Faunalytics evolved, and we now conduct original research studies for the animal protection movement, host a massive online research library of over 4,000 articles on external studies, and provide pro-bono support to organizations, advocates, and researchers. Thanks to our generous donors, all of our research and resources are free to the public. Our mission is to empower animal advocates with access to research, analysis, strategies, and messages that maximize their effectiveness to reduce animal suffering. 20 years later, data-driven animal advocacy is more common than ever and Faunalytics is proud to have played a part in that evolution.
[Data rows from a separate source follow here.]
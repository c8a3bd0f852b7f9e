//! Dynamic SQL values.

use serde::{Deserialize, Serialize};

/// A dynamically-typed SQL value.
///
/// This enum covers the column types the persistence layer binds and
/// fetches: identifiers and serials are `BigInt`, names and class strings
/// are `Text`, log timestamps are `Timestamp` (microseconds since epoch).
#[derive(Debug, Clone, PartialEq, Serialize, Deserialize)]
pub enum Value {
    /// NULL value
    Null,

    /// Boolean value
    Bool(bool),

    /// 32-bit signed integer
    Int(i32),

    /// 64-bit signed integer
    BigInt(i64),

    /// 64-bit floating point
    Double(f64),

    /// Text string
    Text(String),

    /// Binary data
    Bytes(Vec<u8>),

    /// Timestamp (microseconds since epoch)
    Timestamp(i64),
}

impl Value {
    /// Check if this value is NULL.
    pub const fn is_null(&self) -> bool {
        matches!(self, Value::Null)
    }

    /// Get the type name of this value.
    pub const fn type_name(&self) -> &'static str {
        match self {
            Value::Null => "NULL",
            Value::Bool(_) => "BOOLEAN",
            Value::Int(_) => "INTEGER",
            Value::BigInt(_) => "BIGINT",
            Value::Double(_) => "DOUBLE",
            Value::Text(_) => "TEXT",
            Value::Bytes(_) => "BLOB",
            Value::Timestamp(_) => "TIMESTAMP",
        }
    }

    /// Try to convert this value to a bool.
    pub fn as_bool(&self) -> Option<bool> {
        match self {
            Value::Bool(v) => Some(*v),
            Value::Int(v) => Some(*v != 0),
            Value::BigInt(v) => Some(*v != 0),
            _ => None,
        }
    }

    /// Try to convert this value to an i64.
    pub fn as_i64(&self) -> Option<i64> {
        match self {
            Value::Int(v) => Some(i64::from(*v)),
            Value::BigInt(v) => Some(*v),
            Value::Timestamp(v) => Some(*v),
            Value::Bool(v) => Some(if *v { 1 } else { 0 }),
            _ => None,
        }
    }

    /// Try to convert this value to an f64.
    pub fn as_f64(&self) -> Option<f64> {
        match self {
            Value::Double(v) => Some(*v),
            Value::Int(v) => Some(f64::from(*v)),
            Value::BigInt(v) => Some(*v as f64),
            _ => None,
        }
    }

    /// Try to get this value as a string reference.
    pub fn as_str(&self) -> Option<&str> {
        match self {
            Value::Text(s) => Some(s),
            _ => None,
        }
    }

    /// Try to get this value as a byte slice.
    pub fn as_bytes(&self) -> Option<&[u8]> {
        match self {
            Value::Bytes(b) => Some(b),
            Value::Text(s) => Some(s.as_bytes()),
            _ => None,
        }
    }
}

// Conversion implementations
impl From<bool> for Value {
    fn from(v: bool) -> Self {
        Value::Bool(v)
    }
}

impl From<i32> for Value {
    fn from(v: i32) -> Self {
        Value::Int(v)
    }
}

impl From<i64> for Value {
    fn from(v: i64) -> Self {
        Value::BigInt(v)
    }
}

impl From<f64> for Value {
    fn from(v: f64) -> Self {
        Value::Double(v)
    }
}

impl From<String> for Value {
    fn from(v: String) -> Self {
        Value::Text(v)
    }
}

impl From<&str> for Value {
    fn from(v: &str) -> Self {
        Value::Text(v.to_string())
    }
}

impl From<Vec<u8>> for Value {
    fn from(v: Vec<u8>) -> Self {
        Value::Bytes(v)
    }
}

impl From<&[u8]> for Value {
    fn from(v: &[u8]) -> Self {
        Value::Bytes(v.to_vec())
    }
}

impl<T: Into<Value>> From<Option<T>> for Value {
    fn from(v: Option<T>) -> Self {
        match v {
            Some(v) => v.into(),
            None => Value::Null,
        }
    }
}

// TryFrom implementations for extracting values

use crate::error::{Error, TypeError};

impl TryFrom<Value> for bool {
    type Error = Error;

    fn try_from(value: Value) -> Result<Self, Self::Error> {
        match value {
            Value::Bool(v) => Ok(v),
            Value::Int(v) => Ok(v != 0),
            Value::BigInt(v) => Ok(v != 0),
            other => Err(Error::Type(TypeError {
                expected: "bool",
                actual: other.type_name().to_string(),
                column: None,
            })),
        }
    }
}

impl TryFrom<Value> for i32 {
    type Error = Error;

    fn try_from(value: Value) -> Result<Self, Self::Error> {
        match value {
            Value::Int(v) => Ok(v),
            Value::Bool(v) => Ok(if v { 1 } else { 0 }),
            other => Err(Error::Type(TypeError {
                expected: "i32",
                actual: other.type_name().to_string(),
                column: None,
            })),
        }
    }
}

impl TryFrom<Value> for i64 {
    type Error = Error;

    fn try_from(value: Value) -> Result<Self, Self::Error> {
        match value {
            Value::Int(v) => Ok(i64::from(v)),
            Value::BigInt(v) => Ok(v),
            Value::Timestamp(v) => Ok(v),
            Value::Bool(v) => Ok(if v { 1 } else { 0 }),
            other => Err(Error::Type(TypeError {
                expected: "i64",
                actual: other.type_name().to_string(),
                column: None,
            })),
        }
    }
}

impl TryFrom<Value> for f64 {
    type Error = Error;

    fn try_from(value: Value) -> Result<Self, Self::Error> {
        match value {
            Value::Double(v) => Ok(v),
            Value::Int(v) => Ok(f64::from(v)),
            other => Err(Error::Type(TypeError {
                expected: "f64",
                actual: other.type_name().to_string(),
                column: None,
            })),
        }
    }
}

impl TryFrom<Value> for String {
    type Error = Error;

    fn try_from(value: Value) -> Result<Self, Self::Error> {
        match value {
            Value::Text(v) => Ok(v),
            other => Err(Error::Type(TypeError {
                expected: "String",
                actual: other.type_name().to_string(),
                column: None,
            })),
        }
    }
}

impl TryFrom<Value> for Vec<u8> {
    type Error = Error;

    fn try_from(value: Value) -> Result<Self, Self::Error> {
        match value {
            Value::Bytes(v) => Ok(v),
            Value::Text(v) => Ok(v.into_bytes()),
            other => Err(Error::Type(TypeError {
                expected: "Vec<u8>",
                actual: other.type_name().to_string(),
                column: None,
            })),
        }
    }
}

/// TryFrom for `Option<T>` - returns None for Null, tries to convert otherwise
impl<T> TryFrom<Value> for Option<T>
where
    T: TryFrom<Value, Error = Error>,
{
    type Error = Error;

    fn try_from(value: Value) -> Result<Self, Self::Error> {
        match value {
            Value::Null => Ok(None),
            v => T::try_from(v).map(Some),
        }
    }
}
//! 方法工具栏
//!
//! 方法选择、路径输入（带自动补全）、发送按钮，以及两类瞬时提示。

use leptos::prelude::*;
use verbbar::ErrorStatus;
use verbbar_shared::Verb;

use crate::auth::use_auth;
use crate::toolbar::use_toolbar;
use crate::web::router::use_router;

fn verb_badge(verb: Verb) -> &'static str {
    match verb {
        Verb::Get => "badge-success",
        Verb::Post => "badge-info",
        Verb::Put => "badge-warning",
        Verb::Patch => "badge-accent",
        Verb::Delete => "badge-error",
    }
}

#[component]
pub fn VerbBar() -> impl IntoView {
    let toolbar = use_toolbar();
    let router = use_router();
    let is_authenticated = use_auth().is_authenticated_signal();

    let (verb, set_verb) = signal(Verb::Get);
    let (path, set_path) = signal(router.current_path().get_untracked());

    // 生效方法被回退时（例如取消登录）同步选择框
    Effect::new(move |_| {
        set_verb.set(toolbar.state.with(|s| s.active_verb));
    });

    // 页面内跳转后同步路径输入
    Effect::new(move |_| {
        set_path.set(router.current_path().get());
    });

    let suggestions = move || {
        let prefix = path.get();
        toolbar
            .dispatcher()
            .classifier()
            .suggest(&prefix)
            .into_iter()
            .map(str::to_string)
            .collect::<Vec<_>>()
    };

    let on_submit = move |ev: leptos::web_sys::SubmitEvent| {
        ev.prevent_default();
        let target = path.get_untracked();
        let target = if target.trim().is_empty() {
            "/".to_string()
        } else {
            target.trim().to_string()
        };
        toolbar.dispatch(verb.get_untracked(), target);
    };

    let on_logout = move |_| toolbar.logout();

    view! {
        <div class="navbar bg-base-100 shadow-xl sticky top-0 z-40 gap-2">
            <form class="flex-1 join" on:submit=on_submit>
                <select
                    class="select select-bordered join-item font-mono"
                    on:change=move |ev| {
                        if let Ok(v) = event_target_value(&ev).parse::<Verb>() {
                            set_verb.set(v);
                        }
                    }
                >
                    {Verb::ALL
                        .into_iter()
                        .map(|v| view! {
                            <option value=v.as_str() selected=move || verb.get() == v>{v.as_str()}</option>
                        })
                        .collect_view()}
                </select>
                <input
                    type="text"
                    list="verbbar-paths"
                    class="input input-bordered join-item w-full font-mono"
                    placeholder="/blog/my-slug"
                    on:input=move |ev| set_path.set(event_target_value(&ev))
                    prop:value=path
                />
                <datalist id="verbbar-paths">
                    <For
                        each=suggestions
                        key=|s| s.clone()
                        children=|s| view! { <option value=s></option> }
                    />
                </datalist>
                <button type="submit" class="btn btn-primary join-item">"Send"</button>
            </form>

            <div class="flex-none gap-2">
                <span class=move || format!("badge font-mono {}", verb_badge(toolbar.state.with(|s| s.active_verb)))>
                    {move || toolbar.state.with(|s| s.active_verb.as_str())}
                </span>
                <Show when=move || toolbar.state.with(|s| s.status.is_some())>
                    <span class="badge badge-outline font-mono">
                        {move || toolbar.state.with(|s| s.status.unwrap_or_default())}
                    </span>
                </Show>
                <Show when=move || is_authenticated.get()>
                    <button on:click=on_logout class="btn btn-outline btn-sm">"Sign out"</button>
                </Show>
            </div>
        </div>

        <AlertToasts />
    }
}

/// 方法切换 / 方法不被允许两类提示各自自动消失；
/// 其余错误（资源不可用、变更失败）在没有表单承载时以可关闭的提示显示
#[component]
fn AlertToasts() -> impl IntoView {
    let toolbar = use_toolbar();

    let rejected_status = ErrorStatus::MethodNotAllowed.status_code();
    let stray_error = Memo::new(move |_| {
        if toolbar.alerts.with(|a| a.method_rejected.is_some()) {
            return None;
        }
        toolbar.state.with(|s| {
            // 405 只由限时提示展示
            if s.modal.is_flow() || s.modal.is_auth_prompt() || s.status == Some(rejected_status) {
                None
            } else {
                s.error.clone()
            }
        })
    });

    view! {
        <div class="toast toast-top toast-end z-50">
            <Show when=move || toolbar.alerts.with(|a| a.method_changed)>
                <div class="alert alert-info shadow-lg">
                    <span>
                        {move || format!("Method switched to {}", toolbar.state.with(|s| s.active_verb))}
                    </span>
                </div>
            </Show>
            <Show when=move || toolbar.alerts.with(|a| a.method_rejected.is_some())>
                <div class="alert alert-error shadow-lg">
                    <span>
                        {move || {
                            let verb = toolbar.alerts.with(|a| a.method_rejected).unwrap_or_default();
                            let detail = toolbar.state.with(|s| s.error.clone()).unwrap_or_default();
                            format!("405 Method Not Allowed ({verb}): {detail}")
                        }}
                    </span>
                </div>
            </Show>
            {move || stray_error.get().map(|message| view! {
                <div role="alert" class="alert alert-warning shadow-lg">
                    <span>
                        {move || toolbar.state.with(|s| s.status).map(|code| format!("{code} ")).unwrap_or_default()}
                        {message}
                    </span>
                    <button class="btn btn-ghost btn-xs" on:click=move |_| toolbar.dismiss_error()>"✕"</button>
                </div>
            })}
        </div>
    }
}
//! 路由服务模块 - 核心引擎
//!
//! 封装了 web_sys 的 History API，所有对 window.history 的操作都集中在此模块。
//! 同时作为工具栏的导航协作者：GET 跳转、删除后回到分类页、数据失效后刷新。

use leptos::prelude::*;
use verbbar::classifier::normalize;
use verbbar::{Navigator, PathClassifier, ToolbarError, ToolbarResult};
use wasm_bindgen::prelude::*;

use super::route::AppRoute;

/// 获取当前浏览器路径（含查询串）
fn current_path() -> String {
    web_sys::window()
        .and_then(|w| {
            let location = w.location();
            let path = location.pathname().ok()?;
            let search = location.search().unwrap_or_default();
            Some(format!("{path}{search}"))
        })
        .unwrap_or_else(|| "/".to_string())
}

/// 推送 History 状态（内部工具函数）
fn push_history_state(path: &str) -> ToolbarResult<()> {
    let window = web_sys::window().ok_or_else(|| ToolbarError::navigation(path, "no window"))?;
    let history = window
        .history()
        .map_err(|e| ToolbarError::navigation(path, format!("{e:?}")))?;
    history
        .push_state_with_url(&JsValue::NULL, "", Some(path))
        .map_err(|e| ToolbarError::navigation(path, format!("{e:?}")))
}

/// 路由器服务
///
/// 封装所有路由操作，通过 Signal 驱动界面更新。
#[derive(Clone, Copy)]
pub struct RouterService {
    /// 当前路由（只读信号）
    current_route: ReadSignal<AppRoute>,
    set_route: WriteSignal<AppRoute>,
    /// 当前完整路径，交互页面据此识别子路由
    current_path: RwSignal<String>,
    /// 数据版本号，失效时递增，页面据此重新获取
    revision: RwSignal<u64>,
    classifier: StoredValue<PathClassifier>,
}

impl RouterService {
    fn new(classifier: PathClassifier) -> Self {
        let path = current_path();
        let initial_route = AppRoute::from_path(&path, &classifier);
        let (current_route, set_route) = signal(initial_route);

        Self {
            current_route,
            set_route,
            current_path: RwSignal::new(path),
            revision: RwSignal::new(0),
            classifier: StoredValue::new(classifier),
        }
    }

    pub fn current_route(&self) -> ReadSignal<AppRoute> {
        self.current_route
    }

    pub fn current_path(&self) -> RwSignal<String> {
        self.current_path
    }

    pub fn revision(&self) -> RwSignal<u64> {
        self.revision
    }

    fn resolve(&self, path: &str) -> AppRoute {
        self.classifier.with_value(|c| AppRoute::from_path(path, c))
    }

    /// 页面内链接使用，失败只记录日志
    pub fn navigate(&self, path: &str) {
        if let Err(e) = Navigator::navigate_to(self, path) {
            tracing::warn!(path, "navigation failed: {e}");
        }
    }

    /// 初始化浏览器后退/前进按钮监听
    fn init_popstate_listener(&self) {
        let router = *self;

        let closure = Closure::<dyn Fn()>::new(move || {
            let path = current_path();
            router.set_route.set(router.resolve(&path));
            router.current_path.set(path);
        });

        if let Some(window) = web_sys::window() {
            let _ = window
                .add_event_listener_with_callback("popstate", closure.as_ref().unchecked_ref());
        }

        // 泄漏闭包以保持监听器存活
        closure.forget();
    }
}

impl Navigator for RouterService {
    fn navigate_to(&self, path: &str) -> ToolbarResult<()> {
        let target = self.resolve(path);
        push_history_state(path)?;
        tracing::debug!(path, route = %target, "navigate");

        self.current_path.set(path.to_string());
        self.set_route.set(target.clone());
        // 同一路径的 GET 也要重新读取
        self.revision.update(|r| *r += 1);

        if target == AppRoute::NotFound {
            return Err(ToolbarError::navigation(path, "no page matches this path"));
        }
        Ok(())
    }

    fn invalidate(&self, path: &str) {
        let current = normalize(&self.current_path.get_untracked());
        if normalize(path) == current {
            tracing::debug!(path, "current page invalidated");
            self.revision.update(|r| *r += 1);
        }
    }
}

/// 提供路由服务到 Context 并初始化
///
/// 工具栏需要把路由服务作为导航协作者，因此在 App 根部直接调用。
pub fn provide_router(classifier: PathClassifier) -> RouterService {
    let router = RouterService::new(classifier);
    router.init_popstate_listener();
    provide_context(router);
    router
}

/// 从 Context 获取路由服务
pub fn use_router() -> RouterService {
    use_context::<RouterService>()
        .expect("RouterService not found in context. Ensure provide_router is called.")
}

// ============================================================================
// UI 组件
// ============================================================================

/// 路由出口组件
///
/// 根据当前路由状态渲染对应的组件。
#[component]
pub fn RouterOutlet(
    /// 路由匹配函数：接收当前路由，返回对应视图
    matcher: fn(AppRoute) -> AnyView,
) -> impl IntoView {
    let router = use_router();

    move || {
        let current = router.current_route().get();
        matcher(current)
    }
}

/// 站内链接，点击时走路由服务而不是整页刷新
#[component]
pub fn Link(
    #[prop(into)] to: String,
    #[prop(optional, into)] class: String,
    children: Children,
) -> impl IntoView {
    let router = use_router();
    let target = to.clone();
    let on_click = move |ev: leptos::ev::MouseEvent| {
        ev.prevent_default();
        router.navigate(&target);
    };

    view! {
        <a href=to class=class on:click=on_click>
            {children()}
        </a>
    }
}
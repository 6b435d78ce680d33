use crate::{CurrentResource, FormPayload, Verb};
use serde::{Deserialize, Serialize, de::DeserializeOwned};

/// A trait that defines the request-response relationship and metadata for a posts API endpoint.
pub trait ApiRequest: Serialize + DeserializeOwned {
    /// The response type returned by this request.
    type Response: Serialize + DeserializeOwned;
    /// The URL path (or suffix).
    const PATH: &'static str;
    /// The HTTP method.
    const METHOD: Verb;
}

// =========================================================
// Request Definitions
// =========================================================

/// Fetch one post by category and slug
#[derive(Debug, Serialize, Deserialize)]
pub struct GetPostRequest {
    pub category: String,
    pub slug: String,
}

impl ApiRequest for GetPostRequest {
    type Response = Option<CurrentResource>;
    const PATH: &'static str = "/api/posts/get";
    const METHOD: Verb = Verb::Post;
}

/// List the posts of a category
#[derive(Debug, Serialize, Deserialize)]
pub struct ListPostsRequest {
    pub category: String,
}

impl ApiRequest for ListPostsRequest {
    type Response = Vec<CurrentResource>;
    const PATH: &'static str = "/api/posts/list";
    const METHOD: Verb = Verb::Post;
}

/// Create a post
#[derive(Debug, Serialize, Deserialize)]
pub struct CreatePostRequest {
    #[serde(flatten)]
    pub payload: FormPayload,
}

impl ApiRequest for CreatePostRequest {
    type Response = ();
    const PATH: &'static str = "/api/posts";
    const METHOD: Verb = Verb::Post;
}

/// Replace the editable fields of a post
#[derive(Debug, Serialize, Deserialize)]
pub struct UpdatePostRequest {
    pub id: String,
    #[serde(flatten)]
    pub payload: FormPayload,
}

impl ApiRequest for UpdatePostRequest {
    type Response = ();
    const PATH: &'static str = "/api/posts";
    const METHOD: Verb = Verb::Put;
}

/// Delete a post
#[derive(Debug, Serialize, Deserialize)]
pub struct DeletePostRequest {
    pub id: String,
}

impl ApiRequest for DeletePostRequest {
    type Response = ();
    const PATH: &'static str = "/api/posts";
    const METHOD: Verb = Verb::Delete;
}

/// Exchange credentials for a session token
#[derive(Debug, Serialize, Deserialize)]
pub struct LoginRequest {
    pub username: String,
    pub password: String,
}

#[derive(Debug, Serialize, Deserialize)]
pub struct LoginResponse {
    pub token: String,
}

impl ApiRequest for LoginRequest {
    type Response = LoginResponse;
    const PATH: &'static str = "/api/auth/login";
    const METHOD: Verb = Verb::Post;
}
Here are 20 ways we’ve supported the movement over the last two decades:
- Faunalytics’ Animal Tracker, a longitudinal survey conducted from 2008-2019, provides the movement with an in-depth overview of U.S. adults’ opinions and behavior relating to animals. The study included questions relating to awareness and knowledge of animal issues, perceptions of animal advocacy, animal-related behavior, support for animal protection, and more. We also captured key demographic data that identifies both allies and adversaries of animal protection.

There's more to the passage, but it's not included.